It is considered that the printing paste is pressed by the pressure of the printing on the concave portion, and the adhesion is improved.

The material to be coated on the metal base may be tungsten or molybdenum as the main component. For example, it may contain nickel in an amount of several 10%, and may include both tungsten and molybdenum.

In Examples 2 to 5, screen printing was used as a method of applying a printing paste. However, the same effect can be obtained by using another printing method as described in the first embodiment.

Example 6

11 is an enlarged cross-sectional view of a part of an oxide cathode of a cathode ray tube according to Embodiment 6 of the present invention.

In Examples 1 to 5, the surface on which the electron emissive material layer 3 of the metal gas is formed was plane, but in the present embodiment, it is an irregular surface and the center portion is recessed.

In the example, the central portion of the disk having a metal base diameter of 15 mm is lowered by 0.3 mm with respect to the peripheral portion.

A first grid 8 and a second grid 8 are formed on the entire surface of the electron emissive material layer 3 to draw out electrons from the electron passing holes 10 and 911 formed at the center thereof, 9 are installed.

Although not shown on the front of these two grids, several grids for forming electron beams are provided. The configuration of these grids is not described in Embodiments 1 to 5, but is similarly configured.

As shown in Fig. 11, the electron emissive material layer 3 is thick at the center and thin at the periphery, but the surface is flat.

The distance between the first grid 8 and the electron emitting material layer 3 at the position of the electron passing hole 10 of the first grid determines the electric field from which the electrons are drawn, If the surface of the electron emissive material layer 3 is not planar, for example, the central portion is made of iron, the position of the electron emissive material layer 3 and the second grid in the horizontal direction must be precisely matched.

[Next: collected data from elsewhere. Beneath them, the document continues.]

// 该文件是 Furniscan （家具识别） 项目的一部分。
// src/bin/detect.rs - 输出每张图像的最高置信度检测结果
//
// 本文件根据 Apache 许可证第 2.0 版（以下简称“许可证”）授权使用；
// 除非遵守该许可证条款，否则您不得使用本文件。
// 您可通过以下网址获取许可证副本：
// http://www.apache.org/licenses/LICENSE-2.0
// 除非适用法律要求或书面同意，根据本许可协议分发的软件均按“原样”提供，
// 不附带任何形式的明示或暗示的保证或条件。
// 有关许可权限与限制的具体条款，请参阅本许可协议。
//
// Copyright (C) 2026 Johann Li <me@qinka.pro>, Wareless Group

use anyhow::{Context, Result};
use clap::Parser;
use tracing::{error, info};
use tracing_subscriber::EnvFilter;
use url::Url;

use furniscan::{
  FromUrl,
  input::{ImageFileInput, source_path},
  model::{Model, ModelWrapper},
  select::select_best,
};

/// 输出每张图像的最高置信度检测结果
#[derive(Parser, Debug)]
#[command(author, version, about, long_about = None)]
pub struct Args {
  /// 检测模型
  #[arg(long, value_name = "MODEL")]
  pub model: Url,
  /// 输入图像
  #[arg(required = true, value_name = "IMAGE")]
  pub images: Vec<String>,
}

fn main() -> Result<()> {
  // 标准输出只留给检测结果
  tracing_subscriber::fmt()
    .with_env_filter(EnvFilter::try_from_default_env().unwrap_or_else(|_| EnvFilter::new("info")))
    .with_writer(std::io::stderr)
    .init();

  let args = Args::parse();
  info!("模型: {}", args.model);

  let model = ModelWrapper::from_url(&args.model).context("无法加载模型")?;

  for source in &args.images {
    let path = source_path(source)?;
    let frame = match ImageFileInput::load_frame(&path) {
      Ok(frame) => frame,
      Err(e) => {
        error!("{}", e);
        println!("{}\terror={}", path.display(), e);
        continue;
      }
    };

    let detections = model.infer(&frame)?;
    match select_best(&detections) {
      Ok(best) => println!(
        "{}\t{}\t{:.4}",
        path.display(),
        best.category(),
        best.confidence()
      ),
      Err(e) => println!("{}\tnone\t({})", path.display(), e),
    }
  }

  Ok(())
}
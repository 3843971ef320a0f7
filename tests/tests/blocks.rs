use layout_blocks::{
    driver::operation::Method, engine::WarningKind, AreaConfig, ItemId, Options,
};
use layout_blocks_driver_memory::Fault;
use pretty_assertions::assert_eq;
use serde_json::json;
use tests::{fixtures::*, Harness};

fn titles(blocks: &layout_blocks::Blocks, area: &str) -> Vec<String> {
    blocks
        .get_blocks_for_area(area)
        .into_iter()
        .map(|b| b.title())
        .collect()
}

#[tokio::test]
async fn link_writes_junction_row() {
    let host = host();
    host.insert(TEXT, json!({ "id": 7, "title": "Seven" })).unwrap();
    let harness = Harness::new(host);
    let mut blocks = harness.open(Options::default()).await;

    let block = blocks.link("main", TEXT, 7).await.unwrap();

    assert_eq!(
        harness.log.created(JUNCTION),
        [json!({
            "page_id": 1,
            "item": 7,
            "collection": "content_text",
            "area": "main",
            "sort": 0,
        })]
    );
    assert_eq!(
        harness.log.requests(),
        ["POST /items/page_blocks", "GET /items/content_text/7"]
    );
    assert_eq!(block.area, "main");
    assert_eq!(block.sort, 0.0);
    assert_eq!(block.item_id, Some(ItemId::Int(7)));
    assert_eq!(block.title(), "Seven");
    assert_eq!(blocks.blocks().len(), 1);
}

#[tokio::test]
async fn load_orders_by_area_and_rank() {
    let host = host();
    text_blocks(&host, "main", &["A", "B"]);
    text_blocks(&host, "sidebar", &["Aside"]);
    let hero = host.insert(HERO, json!({ "headline": "Welcome" })).unwrap();
    block(&host, 1, "main", -1, HERO, &hero);
    let other = text(&host, "Other page");
    block(&host, 2, "main", 0, TEXT, &other);
    let harness = Harness::new(host);

    let blocks = harness.open(Options::default()).await;

    assert_eq!(blocks.blocks().len(), 4);
    assert_eq!(titles(&blocks, "main"), ["Welcome", "A", "B"]);
    assert_eq!(titles(&blocks, "sidebar"), ["Aside"]);
    assert!(titles(&blocks, "footer").is_empty());

    let hero = &blocks.get_blocks_for_area("main")[0];
    assert_eq!(hero.collection, HERO);
    assert_eq!(hero.item["headline"], "Welcome");
}

#[tokio::test]
async fn rows_without_area_land_in_default_area() {
    let host = host();
    let item = text(&host, "Loose");
    host.insert(
        JUNCTION,
        json!({ "page_id": 1, "item": item.to_value(), "collection": TEXT, "sort": 0 }),
    )
    .unwrap();
    let harness = Harness::new(host);

    let blocks = harness.open(Options::default()).await;

    assert_eq!(titles(&blocks, "main"), ["Loose"]);
}

#[tokio::test]
async fn rows_without_collection_are_skipped() {
    let host = host();
    text_blocks(&host, "main", &["A"]);
    let stray = text(&host, "Stray");
    host.insert(
        JUNCTION,
        json!({ "page_id": 1, "item": stray.to_value(), "collection": null, "area": "main", "sort": 1 }),
    )
    .unwrap();
    host.insert(
        JUNCTION,
        json!({ "page_id": 1, "item": stray.to_value(), "collection": "", "area": "main", "sort": 2 }),
    )
    .unwrap();
    text_blocks(&host, "sidebar", &["B"]);
    let harness = Harness::new(host);

    let blocks = harness.open(Options::default()).await;

    assert!(blocks.error().is_none());
    assert_eq!(titles(&blocks, "main"), ["A"]);
    assert_eq!(titles(&blocks, "sidebar"), ["B"]);
}

#[tokio::test]
async fn unsaved_parent_has_no_blocks() {
    let host = host();
    text_blocks(&host, "main", &["A"]);
    let harness = Harness::new(host);
    let mut blocks = harness.open(Options::default()).await;

    blocks.load("+").await.unwrap();

    assert!(blocks.blocks().is_empty());
    assert!(harness.log.is_empty());

    let err = blocks
        .create("main", TEXT, json!({ "title": "New" }))
        .await
        .unwrap_err();
    assert!(err.is_validation());
    assert!(harness.log.is_empty());
}

#[tokio::test]
async fn failed_load_clears_blocks_and_keeps_error() {
    let host = host();
    text_blocks(&host, "main", &["A"]);
    let harness = Harness::new(host);
    let mut blocks = harness.open(Options::default()).await;
    assert_eq!(blocks.blocks().len(), 1);

    harness
        .host
        .inject(Fault::status(500, "boom").path("/items/page_blocks"));
    let err = blocks.reload().await.unwrap_err();

    assert_eq!(err.status(), Some(500));
    assert!(err.to_string().starts_with("loading blocks of pages.blocks"));
    assert!(blocks.blocks().is_empty());
    assert_eq!(blocks.error().and_then(|e| e.status()), Some(500));
    assert!(!blocks.is_loading());
}

#[tokio::test]
async fn create_appends_to_area() {
    let host = host();
    text_blocks(&host, "main", &["A"]);
    let harness = Harness::new(host);
    let mut blocks = harness.open(Options::default()).await;

    let block = blocks
        .create("main", TEXT, json!({ "title": "Hello" }))
        .await
        .unwrap();

    assert_eq!(
        harness.log.requests(),
        ["POST /items/content_text", "POST /items/page_blocks"]
    );
    assert_eq!(block.sort, 1.0);
    assert_eq!(block.item["title"], "Hello");
    assert_eq!(titles(&blocks, "main"), ["A", "Hello"]);

    let row = harness.host.item(JUNCTION, block.id.clone()).unwrap();
    assert_eq!(row["collection"], TEXT);
    assert_eq!(row["area"], "main");
    assert_eq!(row["sort"], 1);
}

#[tokio::test]
async fn update_merges_item_fields() {
    let host = host();
    let ids = text_blocks(&host, "main", &["A"]);
    let harness = Harness::new(host);
    let mut blocks = harness.open(Options::default()).await;

    blocks
        .update(&ids[0], json!({ "title": "Renamed" }))
        .await
        .unwrap();

    assert_eq!(harness.log.requests(), ["PATCH /items/content_text/1"]);
    let block = blocks.block(&ids[0]).unwrap();
    assert_eq!(block.title(), "Renamed");
    assert_eq!(block.item["body"], "");
    assert_eq!(harness.host.item(TEXT, 1).unwrap()["title"], "Renamed");

    let err = blocks.update(&ids[0], json!("nope")).await.unwrap_err();
    assert!(err.is_validation());
}

#[tokio::test]
async fn duplicate_block_lands_after_original() {
    let host = host();
    let ids = text_blocks(&host, "main", &["A", "B", "C"]);
    let harness = Harness::new(host);
    let mut blocks = harness.open(Options::default()).await;

    let copy = blocks.duplicate_block(&ids[0]).await.unwrap();

    assert_eq!(copy.item["title"], "A (Copy)");
    assert_ne!(copy.item_id, blocks.block(&ids[0]).unwrap().item_id);
    assert_eq!(titles(&blocks, "main"), ["A", "A (Copy)", "B", "C"]);

    let created = harness.log.created(TEXT);
    assert_eq!(created, [json!({ "title": "A (Copy)", "body": "" })]);
}

#[tokio::test]
async fn duplicate_of_last_block_stays_last() {
    let host = host();
    let ids = text_blocks(&host, "main", &["A", "B"]);
    let harness = Harness::new(host);
    let mut blocks = harness.open(Options::default()).await;

    blocks.duplicate_block(&ids[1]).await.unwrap();

    assert_eq!(titles(&blocks, "main"), ["A", "B", "B (Copy)"]);
    assert_eq!(harness.log.count_method(Method::Patch), 0);
}

#[tokio::test]
async fn placement_rules() {
    let host = host();
    let ids = text_blocks(&host, "main", &["A", "B"]);
    let harness = Harness::new(host);
    let options = Options::new()
        .areas([
            AreaConfig::new("main", "Main").max_items(2).default_area(),
            AreaConfig::new("hero", "Hero").allowed_types([HERO]),
        ])
        .allowed_collections([TEXT, HERO]);
    let mut blocks = harness.open(options).await;

    let full = blocks
        .create("main", TEXT, json!({ "title": "C" }))
        .await
        .unwrap_err();
    assert!(full.is_validation());

    let wrong_type = blocks
        .create("hero", TEXT, json!({ "title": "C" }))
        .await
        .unwrap_err();
    assert!(wrong_type.is_validation());

    let not_allowed = blocks.link("sidebar", "content_video", 1).await.unwrap_err();
    assert!(not_allowed.is_validation());

    let bad_area = blocks
        .create("side bar!", TEXT, json!({}))
        .await
        .unwrap_err();
    assert!(bad_area.is_validation());

    assert!(harness.log.is_empty());

    assert!(!blocks.can_move_to_area(&ids[0], "hero"));
    assert!(blocks.can_move_to_area(&ids[0], "sidebar"));
    assert!(blocks.can_move_to_area(&ids[0], "main"));
    assert!(!blocks.can_move_to_area(&ItemId::Int(99), "main"));
}

#[tokio::test]
async fn limits_across_areas() {
    let host = host();
    text_blocks(&host, "main", &["A", "B"]);
    let harness = Harness::new(host);
    let mut blocks = harness
        .open(Options::new().max_items_per_area(2).max_total_blocks(3))
        .await;

    let err = blocks
        .create("main", TEXT, json!({ "title": "C" }))
        .await
        .unwrap_err();
    assert!(err.is_validation());

    blocks
        .create("sidebar", TEXT, json!({ "title": "C" }))
        .await
        .unwrap();

    let err = blocks
        .create("footer", TEXT, json!({ "title": "D" }))
        .await
        .unwrap_err();
    assert!(err.is_validation());
}

#[tokio::test]
async fn orphaned_item_is_reported() {
    let host = host();
    host.inject(
        Fault::status(403, "You don't have permission to access this.")
            .on(Method::Post)
            .path("/items/page_blocks"),
    );
    let harness = Harness::new(host);
    let mut blocks = harness.open(Options::default()).await;

    let err = blocks
        .create("main", TEXT, json!({ "title": "Lost" }))
        .await
        .unwrap_err();

    assert_eq!(err.status(), Some(403));
    assert!(blocks.blocks().is_empty());
    assert_eq!(harness.host.rows(TEXT).len(), 1);

    let warnings = blocks.take_warnings();
    assert_eq!(warnings.len(), 1);
    assert_eq!(warnings[0].kind, WarningKind::OrphanedItem);
    assert_eq!(warnings[0].collection, TEXT);
    assert_eq!(warnings[0].id, Some(ItemId::Int(1)));
    assert!(blocks.warnings().is_empty());
}

#[tokio::test]
async fn unreadable_linked_item_gets_placeholder() {
    let host = host();
    host.insert(TEXT, json!({ "id": 7, "title": "Seven" })).unwrap();
    host.inject(
        Fault::status(403, "You don't have permission to access this.")
            .on(Method::Get)
            .path("/items/content_text"),
    );
    let harness = Harness::new(host);
    let mut blocks = harness.open(Options::default()).await;

    let block = blocks.link("main", TEXT, 7).await.unwrap();

    assert_eq!(block.item, json!({ "id": 7 }));
    assert_eq!(block.title(), "Text #1");
    assert_eq!(blocks.warnings()[0].kind, WarningKind::ItemNotFetched);
}

#[tokio::test]
async fn default_item_data_from_fields() {
    let harness = Harness::new(host());
    let blocks = harness.open(Options::default()).await;

    let data = blocks.default_item_data(TEXT).await.unwrap();
    assert_eq!(data, json!({ "title": "", "body": "" }));
}
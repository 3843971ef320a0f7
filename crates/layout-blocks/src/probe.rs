//! Infers a [`JunctionDescriptor`] from the host's generic metadata API.
//!
//! Probing runs ordered lists of pure strategies over a
//! [`Snapshot`] of the metadata fetched so far. Each strategy declares the
//! metadata it needs; the prober fetches a source only when the first
//! strategy needing it is reached, so a field that is not a many-to-any
//! field costs a single call.

mod allowed;

mod columns;
pub use columns::Columns;

mod locate;
pub use locate::{candidate_names, Locator};

mod snapshot;
pub use snapshot::{Junction, Snapshot, Source};

mod strategy;
pub use strategy::{Partial, Strategy};

use crate::{Client, JunctionDescriptor, Logging, Options, Result, SortStorage};

use indexmap::IndexSet;
use layout_blocks_core::{Error, Filter};

#[derive(Debug, Clone)]
pub struct Prober {
    client: Client,
    area_field: String,
    sort_field: String,
    logging: Logging,
}

impl Prober {
    pub fn new(client: Client, options: &Options) -> Prober {
        Prober {
            logging: client.logging(),
            client,
            area_field: options.area_field.clone(),
            sort_field: options.sort_field.clone(),
        }
    }

    /// Probes the junction behind `collection.field`.
    ///
    /// Fails with a schema error when the field does not exist, is not a
    /// many-to-any field, or no junction exposing item and collection
    /// columns can be found.
    pub async fn probe(&self, collection: &str, field: &str) -> Result<JunctionDescriptor> {
        debug!(self.logging, collection, field, "probing junction");

        let Some(info) = self.client.field(collection, field).await? else {
            return Err(Error::schema(collection, Some(field), "field does not exist"));
        };

        if !info.is_m2a() {
            let special = info
                .meta
                .as_ref()
                .map(|meta| meta.special.join(", "))
                .unwrap_or_default();
            return Err(Error::schema(
                collection,
                Some(field),
                format!(
                    "not a many-to-any field (type `{}`, special [{special}])",
                    info.ty
                ),
            ));
        }

        let mut snapshot = Snapshot::new(collection, field, info);
        let mut partial = self.locate(&mut snapshot).await?;

        if partial.allowed_collections.is_empty() {
            for strategy in allowed::STRATEGIES {
                self.load(&mut snapshot, strategy.needs).await?;

                if let Some(found) = (strategy.apply)(&snapshot) {
                    debug!(
                        self.logging,
                        strategy = strategy.name,
                        allowed = ?found.allowed_collections,
                        "allowed collections found"
                    );
                    partial.merge(found);
                    break;
                }
            }
        }

        Ok(self.describe(&snapshot, &partial))
    }

    /// Finds the first junction candidate whose columns check out.
    async fn locate(&self, snapshot: &mut Snapshot) -> Result<Partial> {
        for strategy in locate::STRATEGIES {
            self.load(snapshot, strategy.needs).await?;

            for candidate in (strategy.apply)(&*snapshot) {
                let Some(name) = candidate.junction_collection.clone() else {
                    continue;
                };

                snapshot.junction = Some(Junction::new(&name));
                self.load(snapshot, &[Source::JunctionFields]).await?;

                let mut resolved = snapshot
                    .junction()
                    .and_then(|junction| columns::resolve(junction, &candidate));

                if resolved.is_none() {
                    self.load(snapshot, &[Source::JunctionRelations]).await?;
                    resolved = snapshot
                        .junction()
                        .and_then(|junction| columns::resolve(junction, &candidate));
                }

                if let Some(columns) = resolved {
                    debug!(
                        self.logging,
                        strategy = strategy.name,
                        junction = %name,
                        item_field = %columns.item_field,
                        collection_field = %columns.collection_field,
                        "junction located"
                    );
                    if let Some(junction) = snapshot.junction.as_mut() {
                        junction.columns = Some(columns);
                    }
                    return Ok(candidate);
                }

                debug!(
                    self.logging,
                    strategy = strategy.name,
                    junction = %name,
                    "candidate lacks item or collection column; skipping"
                );
                snapshot.junction = None;
            }
        }

        Err(Error::schema(
            &*snapshot.collection,
            Some(&snapshot.field),
            "no junction collection found. Create the field as a \"Many to Any\" \
             relation selecting the block collections, then choose the layout \
             blocks interface for it",
        ))
    }

    /// Fetches every source in `needs` not loaded yet.
    async fn load(&self, snapshot: &mut Snapshot, needs: &[Source]) -> Result<()> {
        for &source in needs {
            if snapshot.has(source) {
                continue;
            }

            match source {
                Source::Relations => {
                    let filter = Filter::or([
                        Filter::and([
                            Filter::eq("collection", &*snapshot.collection),
                            Filter::eq("field", &*snapshot.field),
                        ]),
                        Filter::and([
                            Filter::eq("related_collection", &*snapshot.collection),
                            Filter::eq("meta.one_field", &*snapshot.field),
                        ]),
                    ]);
                    snapshot.relations = Some(self.client.relations(Some(filter)).await?);
                }
                Source::Collections => {
                    snapshot.collections = Some(self.client.collections().await?);
                }
                Source::JunctionFields => {
                    let Some(junction) = snapshot.junction.as_mut() else {
                        continue;
                    };
                    let fields = match self.client.fields(&junction.collection).await {
                        Ok(fields) => fields,
                        // The candidate does not exist; it fails validation.
                        Err(err) if matches!(err.status(), Some(403 | 404)) => vec![],
                        Err(err) => return Err(err),
                    };
                    junction.fields = Some(fields);
                }
                Source::JunctionRelations => {
                    let Some(junction) = snapshot.junction.as_mut() else {
                        continue;
                    };
                    let filter = Filter::eq("collection", &*junction.collection);
                    junction.relations = Some(self.client.relations(Some(filter)).await?);
                }
            }
        }

        Ok(())
    }

    fn describe(&self, snapshot: &Snapshot, partial: &Partial) -> JunctionDescriptor {
        let junction = snapshot
            .junction()
            .cloned()
            .unwrap_or_else(|| Junction::new(""));
        let resolved = junction.columns.clone().unwrap_or(Columns {
            item_field: "item".to_string(),
            collection_field: "collection".to_string(),
        });

        let sort_column = junction.field(&self.sort_field);
        let sort_storage = sort_column
            .and_then(|f| f.storage_type())
            .and_then(SortStorage::from_type)
            .unwrap_or_default();

        let descriptor = JunctionDescriptor {
            parent_collection: snapshot.collection.clone(),
            field: snapshot.field.clone(),
            junction_collection: junction.collection.clone(),
            primary_key_field: columns::primary_key(&junction),
            foreign_key_field: columns::foreign_key(snapshot, &junction, partial),
            item_field: resolved.item_field,
            collection_field: resolved.collection_field,
            area_field: self.area_field.clone(),
            has_area_field: junction.has_field(&self.area_field),
            sort_field: self.sort_field.clone(),
            has_sort_field: sort_column.is_some(),
            sort_storage,
            allowed_collections: partial
                .allowed_collections
                .iter()
                .cloned()
                .collect::<IndexSet<_>>(),
            junction_fields: junction.fields().iter().map(|f| f.field.clone()).collect(),
        };

        debug!(self.logging, ?descriptor, "junction probed");
        descriptor
    }
}
use crate::{Blocks, Error, Result};

use layout_blocks_core::{schema::Action, ItemId};
use serde_json::Value;

impl Blocks {
    /// Patches the content item behind a block. `updates` is an object of
    /// field values; it is merged into the in-memory item once the host
    /// accepted it.
    pub async fn update(&mut self, block_id: &ItemId, updates: Value) -> Result<()> {
        let block = self.find(block_id)?;
        let collection = block.collection.clone();

        let Some(item_id) = block.item_id.clone() else {
            return Err(Error::validation_for(
                collection,
                format!("block {block_id} does not reference an item"),
            ));
        };

        let Value::Object(fields) = &updates else {
            return Err(Error::validation("item updates must be an object of field values"));
        };
        let fields = fields.clone();

        self.authorize(&collection, Action::Update)?;

        self.client
            .update_item(&collection, item_id, updates)
            .await?;

        if let Some(block) = self.find_mut(block_id) {
            match &mut block.item {
                Value::Object(item) => item.extend(fields),
                item => *item = Value::Object(fields),
            }
        }

        debug!(self.logging, block = %block_id, %collection, "item updated");
        Ok(())
    }
}
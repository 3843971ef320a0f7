use super::*;

#[derive(Debug, Clone, PartialEq)]
pub struct GetField {
    pub collection: String,
    pub field: String,
}

impl From<GetField> for Operation {
    fn from(value: GetField) -> Self {
        Self::GetField(value)
    }
}
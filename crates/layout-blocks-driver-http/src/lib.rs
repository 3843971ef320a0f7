use layout_blocks_core::{
    async_trait,
    driver::{operation::Operation, Driver, Response},
    err, Error, Result,
};
use serde_json::Value;
use std::time::Duration;
use url::Url;

/// Driver for the host's REST API.
///
/// Requests are issued with `ureq` on tokio's blocking pool. A static access
/// token, when configured, is sent as a bearer token.
#[derive(Debug, Clone)]
pub struct Http {
    base: Url,
    access_token: Option<String>,
    agent: ureq::Agent,
}

impl Http {
    /// Connects to `http(s)://host[:port][/base]`. An `access_token` query
    /// parameter is lifted out of the URL and used for authentication.
    pub fn connect(url: &str) -> Result<Http> {
        let mut base = Url::parse(url).map_err(|e| err!("invalid host URL `{url}`: {e}"))?;

        if !matches!(base.scheme(), "http" | "https") {
            return Err(err!(
                "host URL does not have an `http` or `https` scheme; url={url}"
            ));
        }

        let access_token = base
            .query_pairs()
            .find(|(key, _)| key == "access_token")
            .map(|(_, value)| value.into_owned());
        base.set_query(None);

        let agent = ureq::AgentBuilder::new()
            .timeout(Duration::from_secs(30))
            .build();

        Ok(Http {
            base,
            access_token,
            agent,
        })
    }

    pub fn with_access_token(mut self, token: impl Into<String>) -> Http {
        self.access_token = Some(token.into());
        self
    }

    pub fn base_url(&self) -> &Url {
        &self.base
    }

    fn endpoint(&self, op: &Operation) -> Result<Url> {
        let root = self.base.as_str().trim_end_matches('/');
        let mut url = Url::parse(&format!("{root}{}", op.path()))
            .map_err(|e| err!("invalid endpoint for `{op}`: {e}"))?;

        let params = op.params();
        if !params.is_empty() {
            let mut query = url.query_pairs_mut();
            for (key, value) in &params {
                query.append_pair(key, value);
            }
        }

        Ok(url)
    }
}

#[async_trait]
impl Driver for Http {
    async fn exec(&self, op: Operation) -> Result<Response> {
        let url = self.endpoint(&op)?;
        let mut request = self.agent.request_url(op.method().as_str(), &url);
        if let Some(token) = &self.access_token {
            request = request.set("Authorization", &format!("Bearer {token}"));
        }

        let body = op.body().map(Value::to_string);
        let collection = op.collection().map(String::from);

        tracing::trace!(%op, "sending request");

        let result = tokio::task::spawn_blocking(move || send(request, body))
            .await
            .map_err(|e| Error::remote(None, format!("request task failed: {e}")))?;

        match result {
            Ok(body) => Response::from_body(&body),
            Err((status, message)) => {
                tracing::trace!(%op, ?status, %message, "request failed");
                Err(match collection {
                    Some(collection) => Error::remote_for(collection, status, message),
                    None => Error::remote(status, message),
                })
            }
        }
    }
}

fn send(
    request: ureq::Request,
    body: Option<String>,
) -> std::result::Result<String, (Option<u16>, String)> {
    let response = match body {
        Some(body) => request
            .set("Content-Type", "application/json")
            .send_string(&body),
        None => request.call(),
    };

    match response {
        Ok(response) => response
            .into_string()
            .map_err(|e| (None, format!("failed to read response body: {e}"))),
        Err(ureq::Error::Status(status, response)) => {
            let text = response.status_text().to_string();
            let body = response.into_string().unwrap_or_default();
            Err((Some(status), error_message(&body).unwrap_or(text)))
        }
        Err(ureq::Error::Transport(transport)) => Err((None, transport.to_string())),
    }
}

/// First message of the host's `{ "errors": [{ "message": .. }] }` body.
fn error_message(body: &str) -> Option<String> {
    let body: Value = serde_json::from_str(body).ok()?;
    body.get("errors")?
        .get(0)?
        .get("message")?
        .as_str()
        .map(String::from)
}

On the other hand, when the electron emissive material layer 3 is in a planar state as in the sixth embodiment, if only the distance in the vertical direction between the electron emissive material layer 3 and the first grid is exactly matched, , And the horizontal position of the electron emitting material layer 3 and the hole of the first grid need not be adjusted to some degree exactly.

Thus, the manufacturing is simplified.

In Examples 1 to 5, it is possible to make the surface of the electron emissive material layer 3 like a plane, and the viscosity of the printing paste can be increased.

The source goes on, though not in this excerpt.